Sometimes we fear eating undercooked chicken so much that we cook our chicken into rubbery, flavorless oblivion. No need! Once your meat has reached a temperature of 165 degrees fahrenheit, you’ll likely be safe from any harmful microbes that might have existed before cooking.
How Do You Make Green Beans Taste Good?
Maybe it’s a crazy question but apparently some people aren’t as into green beans as we are. Probably because they have yet to try our amazing chicken with green beans recipe, but that’ll all change soon. :)
If you’re not yet a green bean aficionado, here are a few of our best green bean tips:
- Purchase them fresh, when they’re firm and can still snap when bent.
- Trim the ends before cooking, and peel out the fibrous stip along the inside if you wish.
- Green beans are best cooked quickly and with high heat, to retain most of their crunchy, fresh texture.
- Green beans pair well with many flavors such as lemon juice, butter, garlic, basil, onions, mushrooms, almonds, and OBVIOUSLY bacon.
Juicy Pan Cooked Chicken with Green Beans and Almonds Recipe
Without further ado, let’s get prepped for some of the best, juiciest, most flavorful pan cooked chicken of your life with our easy pan seared chicken with green beans and almonds recipe!
Prep time: 10 minutes
Cook time: 30 minutes
Total time: 40 minutes
Calories: 395 Fat: 13g Protein: 58g Carbs: 7g
Chicken With Green Beans and Almonds INGREDIENTS
- 1 tablespoon olive oil, divided
- 4 medium chicken breasts, boneless and skinless
- Salt and pepper
- 1 onion, chopped
- 2 cloves garlic, minced
- Pinch red chili flakes
- 1 teaspoon fresh thyme, minced
- 1 teaspoon fresh tarragon, minced
- 3/4 cup low-sodium chicken broth
- 1 tablespoon chickpea flour (optional)
- 1 teaspoon fresh lemon juice
- 2 cups green beans, ends trimmed and sliced in half
- 1/4 cup slivered almonds, toasted
Chicken With Green Beans and Almonds DIRECTIONS
1. Preheat the oven to 350 degrees Fahrenheit.
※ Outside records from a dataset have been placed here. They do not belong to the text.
//! Command-line arguments and output of the `labeltree` binary.

use crate::model::{DEFAULT_ID_PREFIX, LabelTree, LabelTreeBuilder, outline};
use crate::parser::label_source::read_label_file;
use crate::parser::parsing_error::Result;
use crate::render::defs::{DEFAULT_HEADER_PREFIX, DEFAULT_MOUNT_ID};
use crate::render::{self, Document, RenderConfig};
use clap::{Parser, ValueEnum};
use std::path::PathBuf;
use tracing::info;

/// Output formats
#[derive(Debug, Clone, Copy, PartialEq, Eq, ValueEnum)]
pub enum Format {
    /// Accordion HTML fragment
    Html,
    /// Nested JSON outline
    Json,
    /// Indented plain-text outline
    Text,
}

/// Command-line arguments for labeltree
#[derive(Parser, Debug)]
#[command(name = "labeltree")]
#[command(about = "Rebuild a dotted taxonomy label list as a tree")]
#[command(version)]
pub struct Args {
    /// Taxonomy file, one label per line
    pub file: PathBuf,

    /// Output format
    #[arg(short, long, value_enum, default_value_t = Format::Html, env = "LABELTREE_FORMAT")]
    pub format: Format,

    /// Id of the element holding the accordion
    #[arg(long, default_value = DEFAULT_MOUNT_ID, env = "LABELTREE_MOUNT_ID")]
    pub mount_id: String,

    /// Prefix of node ids
    #[arg(long, default_value = DEFAULT_ID_PREFIX, env = "LABELTREE_ID_PREFIX")]
    pub id_prefix: String,

    /// Prefix of header ids, prepended to the node id
    #[arg(long, default_value = DEFAULT_HEADER_PREFIX, env = "LABELTREE_HEADER_PREFIX")]
    pub header_prefix: String,

    /// Render groups expanded
    #[arg(long, env = "LABELTREE_EXPANDED")]
    pub expanded: bool,

    /// Write to this file instead of stdout
    #[arg(short, long)]
    pub output: Option<PathBuf>,
}

impl Args {
    /// Returns the render settings given on the command line.
    pub fn render_config(&self) -> RenderConfig {
        RenderConfig::default()
            .with_id_prefix(self.id_prefix.as_str())
            .with_header_prefix(self.header_prefix.as_str())
            .with_expanded(self.expanded)
    }
}

/// Reads the taxonomy file named in `args` and formats it.
///
/// # Errors
/// Returns [LabelTreeError::Io](crate::LabelTreeError::Io) if the file
/// cannot be read, or the errors of [format_labels].
pub fn run(args: &Args) -> Result<String> {
    let labels = read_label_file(&args.file)?;
    info!("Read {} labels from {}", labels.len(), args.file.display());
    format_labels(args, &labels)
}

/// Formats labels in the output format selected by `args`.
///
/// # Errors
/// Returns [LabelTreeError::OutlineTooDeep](crate::LabelTreeError::OutlineTooDeep)
/// if a JSON outline nests too deep.
pub fn format_labels(args: &Args, labels: &[String]) -> Result<String> {
    match args.format {
        Format::Html => {
            let (mut doc, mount) = Document::checklist(&args.mount_id, labels);
            let tree = render::rebuild(&mut doc, &mount, &args.render_config());
            info!("Rendered {} groups", tree.num_nodes());
            Ok(render::to_html(&doc, mount))
        }
        Format::Json => outline::to_json_pretty(&build(args, labels)),
        Format::Text => Ok(render::to_text_outline(&build(args, labels))),
    }
}

fn build(args: &Args, labels: &[String]) -> LabelTree {
    let mut builder = LabelTreeBuilder::with_capacity(labels.len()).with_id_prefix(args.id_prefix.as_str());
    for label in labels {
        builder.add_label(label);
    }
    builder.finish()
}
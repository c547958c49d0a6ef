//! Serializable nested view of a [LabelTree].
//!
//! The arena layout of [LabelTree] is convenient for building and lookups,
//! but consumers outside Rust usually want nesting. [Outline] mirrors the
//! tree with owned, nested children and derives [serde::Serialize] so it can
//! be handed out as JSON.
//!
//! Outlines nest as deep as the taxonomy, and serializing or dropping one
//! recurses once per level; [to_json] therefore refuses trees deeper than
//! [MAX_OUTLINE_DEPTH].

use crate::model::label_tree::{LabelTree, NodeIndex};
use crate::parser::parsing_error::{LabelTreeError, Result};
use serde::{Deserialize, Serialize};

/// One node of an outline, with its subtree.
#[derive(Debug, Clone, PartialEq, Eq, Serialize, Deserialize)]
pub struct Outline {
    pub key: String,
    pub full_key: String,
    pub id: String,
    /// Original label; absent for synthetic ancestors
    #[serde(default, skip_serializing_if = "Option::is_none")]
    pub text: Option<String>,
    #[serde(default, skip_serializing_if = "Vec::is_empty")]
    pub children: Vec<Outline>,
}

impl Outline {
    /// Builds the outlines of all top-level nodes of a tree.
    ///
    /// # Example
    /// ```
    /// use labeltree::model::{LabelTreeBuilder, Outline};
    ///
    /// let tree = LabelTreeBuilder::parse(["1.1 Sky"]);
    /// let outline = Outline::from_tree(&tree);
    /// assert_eq!(outline[0].id, "rw-1");
    /// assert_eq!(outline[0].text, None);
    /// assert_eq!(outline[0].children[0].text.as_deref(), Some("1.1 Sky"));
    /// ```
    pub fn from_tree<I>(tree: &LabelTree<I>) -> Vec<Outline> {
        let order: Vec<NodeIndex> = tree.pre_order_iter().map(|node| node.index()).collect();
        let mut built: Vec<Option<Outline>> = Vec::with_capacity(order.len());
        built.resize_with(order.len(), || None);

        // Children come after their parent in pre-order, so building in
        // reverse finds every child outline finished.
        for &index in order.iter().skip(1).rev() {
            let node = &tree[index];
            let children = node
                .children()
                .iter()
                .filter_map(|&child| built[child].take())
                .collect();
            built[index] = Some(Outline {
                key: node.key().to_string(),
                full_key: node.full_key().to_string(),
                id: tree.node_id(index).into_owned(),
                text: node.text().map(str::to_string),
                children,
            });
        }

        tree.root()
            .children()
            .iter()
            .filter_map(|&child| built[child].take())
            .collect()
    }

    /// Returns the number of nodes in this outline, itself included.
    pub fn num_nodes(&self) -> usize {
        1 + self.children.iter().map(Outline::num_nodes).sum::<usize>()
    }
}

/// Deepest tree [to_json] accepts.
///
/// Each level nests an object and a `children` array; `serde_json` reads
/// back at most 127 nested values.
pub const MAX_OUTLINE_DEPTH: usize = 63;

fn check_depth<I>(tree: &LabelTree<I>) -> Result<()> {
    let depth = tree.max_depth();
    if depth > MAX_OUTLINE_DEPTH {
        return Err(LabelTreeError::OutlineTooDeep {
            depth,
            max: MAX_OUTLINE_DEPTH,
        });
    }
    Ok(())
}

/// Serializes the outline of a tree to compact JSON.
///
/// # Errors
/// Returns [LabelTreeError::OutlineTooDeep] for trees deeper than
/// [MAX_OUTLINE_DEPTH].
pub fn to_json<I>(tree: &LabelTree<I>) -> Result<String> {
    check_depth(tree)?;
    Ok(serde_json::to_string(&Outline::from_tree(tree))?)
}

/// Serializes the outline of a tree to indented JSON.
///
/// # Errors
/// Returns [LabelTreeError::OutlineTooDeep] for trees deeper than
/// [MAX_OUTLINE_DEPTH].
pub fn to_json_pretty<I>(tree: &LabelTree<I>) -> Result<String> {
    check_depth(tree)?;
    Ok(serde_json::to_string_pretty(&Outline::from_tree(tree))?)
}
When hot, toast slivered almonds for about five minutes, or until fragrant and golden. Set aside.
2. Heat 1/2 tablespoon of the oil in a large skillet with high sides over medium-high heat. Season chicken with salt and pepper and cook 5 to 7 minutes per side until browned. Ensure meat has reached a temperature of 165 degrees Fahrenheit with a meat thermometer. Remove onto a plate and tent with foil to keep warm.
3. Add remaining 1/2 tablespoon of oil to the skillet. Add onion and cook until translucent, about 5 minutes. Season with salt and pepper to taste. Add garlic, red chili flakes, thyme, and tarragon and cook until fragrant, about 1 minute.
4. Nestle chicken pieces back into the pan and pour in any accumulated juices from the plate. Add chicken broth and gently stir to combine. Increase heat to a simmer and cook to reduce sauce, about 10 to 12 minutes. Slowly whisk in chickpea flour to thicken, if needed.
5. When there are just 2 to 3 minutes left of cooking time, add green beans to the skillet in an even layer and cook until bright green and still crunchy. Season with salt and pepper and add lemon juice, to taste.
6. Serve chicken and green beans sprinkled with toasted slivered almonds and enjoy!